***** Material for the task *****
//! Clock reconciliation between the local millisecond counter and GPS time.
//!
//! The GPS receiver repeats its last fix until a new one arrives, so only
//! samples where the decoded GPS time has just advanced by one second are
//! trusted as anchors. A robust line fit over those anchors maps local ticks
//! to UTC epoch seconds.

use chrono::NaiveDate;
use rand::rngs::StdRng;
use rand::{Rng, SeedableRng};
use serde::{Deserialize, Serialize};
use tracing::{debug, info, trace};

use crate::dates::unpack_six;
use crate::error::{Error, Result};

/// Default inlier residual threshold in seconds.
pub const DEFAULT_RESIDUAL_THRESHOLD: f64 = 0.08;

/// Default number of candidate lines tried.
pub const DEFAULT_MAX_TRIALS: usize = 100;

/// Decoded GPS time of day.
#[derive(Debug, Clone, Copy, PartialEq, Eq)]
pub struct GpsTime {
    /// `HHMMSS` as one integer, hundredths removed.
    pub hhmmss: u32,
    /// Hour of day.
    pub hour: u32,
    /// Minute of hour.
    pub minute: u32,
    /// Second of minute.
    pub second: u32,
}

impl GpsTime {
    /// Decode a packed `HHMMSScc` time.
    #[must_use]
    pub fn decode(packed: u32) -> Self {
        let hhmmss = packed / 100;
        let (hour, minute, second) = unpack_six(hhmmss);
        Self {
            hhmmss,
            hour,
            minute,
            second,
        }
    }
}

/// A trusted (local tick, UTC epoch) pair.
#[derive(Debug, Clone, Copy, PartialEq, Serialize, Deserialize)]
pub struct AnchorPoint {
    /// Local millisecond counter.
    pub local_millis: f64,
    /// UTC epoch seconds.
    pub epoch_seconds: f64,
}

impl AnchorPoint {
    /// Create an anchor point.
    #[must_use]
    pub fn new(local_millis: f64, epoch_seconds: f64) -> Self {
        Self {
            local_millis,
            epoch_seconds,
        }
    }
}

/// Linear map from local ticks to UTC epoch seconds.
#[derive(Debug, Clone, Copy, PartialEq, Serialize, Deserialize)]
pub struct ClockModel {
    /// Seconds per local tick.
    pub slope: f64,
    /// Epoch seconds at local tick zero.
    pub intercept: f64,
}

impl ClockModel {
    /// Epoch seconds for a local tick.
    #[must_use]
    pub fn apply(&self, local_millis: f64) -> f64 {
        self.slope * local_millis + self.intercept
    }

    /// Absolute residual of `point` against the model.
    #[must_use]
    pub fn residual(&self, point: &AnchorPoint) -> f64 {
        (point.epoch_seconds - self.apply(point.local_millis)).abs()
    }

    /// The line through two points, or `None` if they share a local tick.
    #[must_use]
    pub fn through(a: &AnchorPoint, b: &AnchorPoint) -> Option<Self> {
        let dx = b.local_millis - a.local_millis;
        if dx == 0.0 {
            return None;
        }
        let slope = (b.epoch_seconds - a.epoch_seconds) / dx;
        Some(Self {
            slope,
            intercept: a.epoch_seconds - slope * a.local_millis,
        })
    }
}

/// Build the anchor timeline.
///
/// `millis` and `times` are per-sample local ticks and packed GPS times;
/// `date_of(i)` gives the reconciled calendar date of sample `i`. A sample is
/// an anchor when its decoded `HHMMSS` is exactly one more than the previous
/// sample's. Anchors whose date or time do not form a valid UTC instant are
/// skipped.
pub fn timeline(
    millis: &[u32],
    times: &[u32],
    date_of: impl Fn(usize) -> Option<NaiveDate>,
) -> Vec<AnchorPoint> {
    let decoded: Vec<GpsTime> = times.iter().map(|&t| GpsTime::decode(t)).collect();
    let mut anchors = Vec::new();
    let mut skipped = 0usize;

    for i in 1..decoded.len().min(millis.len()) {
        if i64::from(decoded[i].hhmmss) - i64::from(decoded[i - 1].hhmmss) != 1 {
            continue;
        }
        let t = decoded[i];
        let instant = date_of(i)
            .and_then(|d| d.and_hms_opt(t.hour, t.minute, t.second))
            .map(|dt| dt.and_utc().timestamp());
        let Some(epoch) = instant else {
            trace!(sample = i, time = t.hhmmss, "Skipping anchor without a valid UTC instant");
            skipped += 1;
            continue;
        };
        #[allow(clippy::cast_precision_loss)]
        let epoch = epoch as f64;
        anchors.push(AnchorPoint::new(f64::from(millis[i]), epoch));
    }

    debug!(anchors = anchors.len(), skipped, "Collected GPS anchors");
    anchors
}

/// Parameters of the robust line search.
#[derive(Debug, Clone, Copy, PartialEq, Serialize, Deserialize)]
pub struct RansacConfig {
    /// Largest absolute residual, in seconds, of an inlier.
    pub residual_threshold: f64,
    /// Number of candidate lines to try.
    pub max_trials: usize,
    /// Seed of the candidate sampler.
    pub seed: u64,
}

impl Default for RansacConfig {
    fn default() -> Self {
        Self {
            residual_threshold: DEFAULT_RESIDUAL_THRESHOLD,
            max_trials: DEFAULT_MAX_TRIALS,
            seed: 0,
        }
    }
}

/// Indices of the points consistent with the best two-point candidate line.
///
/// Candidates are lines through two anchors. When there are no more distinct
/// pairs than `max_trials`, every pair is tried; otherwise pairs are drawn
/// from a generator seeded with `config.seed`. The candidate with the most
/// points within `residual_threshold` wins, ties going to the smaller summed
/// residual. The returned indices are ascending.
///
/// # Errors
///
/// Returns [`Error::InsufficientAnchors`] for fewer than two points and
/// [`Error::DegenerateAnchors`] if every point has the same local tick.
pub fn robust_inlier_mask(points: &[AnchorPoint], config: &RansacConfig) -> Result<Vec<usize>> {
    let n = points.len();
    if n < 2 {
        return Err(Error::InsufficientAnchors { found: n });
    }

    let mut best: Option<(usize, f64, ClockModel)> = None;
    let mut consider = |a: usize, b: usize| {
        let Some(model) = ClockModel::through(&points[a], &points[b]) else {
            return;
        };
        let (count, spread) = points
            .iter()
            .map(|p| model.residual(p))
            .filter(|r| *r <= config.residual_threshold)
            .fold((0usize, 0.0f64), |(c, s), r| (c + 1, s + r));
        let better = match best {
            None => true,
            Some((best_count, best_spread, _)) => {
                count > best_count || (count == best_count && spread < best_spread)
            }
        };
        if better {
            best = Some((count, spread, model));
        }
    };

    let pairs = n * (n - 1) / 2;
    if pairs <= config.max_trials {
        for a in 0..n {
            for b in a + 1..n {
                consider(a, b);
            }
        }
    } else {
        let mut rng = StdRng::seed_from_u64(config.seed);
        for _ in 0..config.max_trials {
            let a = rng.random_range(0..n);
            let mut b = rng.random_range(0..n - 1);
            if b >= a {
                b += 1;
            }
            consider(a, b);
        }
    }

    let Some((count, _, model)) = best else {
        return Err(Error::DegenerateAnchors { count: n });
    };
    trace!(inliers = count, slope = model.slope, "Best candidate line");

    Ok(points
        .iter()
        .enumerate()
        .filter(|(_, p)| model.residual(p) <= config.residual_threshold)
        .map(|(i, _)| i)
        .collect())
}

/// Ordinary least-squares line through `points`.
///
/// # Errors
///
/// Returns [`Error::InsufficientAnchors`] for fewer than two points and
/// [`Error::DegenerateAnchors`] if every point has the same local tick.
pub fn fit_line(points: &[AnchorPoint]) -> Result<ClockModel> {
    if points.len() < 2 {
        return Err(Error::InsufficientAnchors {
            found: points.len(),
        });
    }

    #[allow(clippy::cast_precision_loss)]
    let n = points.len() as f64;
    let mean_x = points.iter().map(|p| p.local_millis).sum::<f64>() / n;
    let mean_y = points.iter().map(|p| p.epoch_seconds).sum::<f64>() / n;

    let (sxx, sxy) = points.iter().fold((0.0, 0.0), |(sxx, sxy), p| {
        let dx = p.local_millis - mean_x;
        let dy = p.epoch_seconds - mean_y;
        (sxx + dx * dx, sxy + dx * dy)
    });

    if sxx == 0.0 {
        return Err(Error::DegenerateAnchors {
            count: points.len(),
        });
    }

    let slope = sxy / sxx;
    Ok(ClockModel {
        slope,
        intercept: mean_y - slope * mean_x,
    })
}

/// Outcome of a clock fit.
#[derive(Debug, Clone, PartialEq, Serialize)]
pub struct ClockFit {
    /// The fitted model.
    pub model: ClockModel,
    /// Number of anchors offered to the fit.
    pub anchor_count: usize,
    /// Indices of the anchors kept by outlier rejection.
    pub inliers: Vec<usize>,
}

/// Fits a [`ClockModel`] robust to outlier GPS fixes.
#[derive(Debug, Clone, Copy, Default)]
pub struct ClockFitter {
    config: RansacConfig,
}

impl ClockFitter {
    /// Create a fitter.
    #[must_use]
    pub fn new(config: RansacConfig) -> Self {
        Self { config }
    }

    /// Reject outliers, then refit on the inliers.
    ///
    /// # Errors
    ///
    /// Returns [`Error::InsufficientAnchors`] or [`Error::DegenerateAnchors`]
    /// when no line can be defined.
    pub fn fit(&self, anchors: &[AnchorPoint]) -> Result<ClockFit> {
        let inliers = robust_inlier_mask(anchors, &self.config)?;
        let kept: Vec<AnchorPoint> = inliers.iter().map(|&i| anchors[i]).collect();
        let model = fit_line(&kept)?;

        info!(
            anchors = anchors.len(),
            inliers = inliers.len(),
            slope = model.slope,
            intercept = model.intercept,
            "Fitted clock model"
        );

        Ok(ClockFit {
            model,
            anchor_count: anchors.len(),
            inliers,
        })
    }
}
*****
## Directions for this task
Word for word, reproduce the lines of the listing from the first one through the line containing "Minute of hour.", and no more.

## Exercise answer
//! Clock reconciliation between the local millisecond counter and GPS time.
//!
//! The GPS receiver repeats its last fix until a new one arrives, so only
//! samples where the decoded GPS time has just advanced by one second are
//! trusted as anchors. A robust line fit over those anchors maps local ticks
//! to UTC epoch seconds.

use chrono::NaiveDate;
use rand::rngs::StdRng;
use rand::{Rng, SeedableRng};
use serde::{Deserialize, Serialize};
use tracing::{debug, info, trace};

use crate::dates::unpack_six;
use crate::error::{Error, Result};

/// Default inlier residual threshold in seconds.
pub const DEFAULT_RESIDUAL_THRESHOLD: f64 = 0.08;

/// Default number of candidate lines tried.
pub const DEFAULT_MAX_TRIALS: usize = 100;

/// Decoded GPS time of day.
#[derive(Debug, Clone, Copy, PartialEq, Eq)]
pub struct GpsTime {
    /// `HHMMSS` as one integer, hundredths removed.
    pub hhmmss: u32,
    /// Hour of day.
    pub hour: u32,
    /// Minute of hour.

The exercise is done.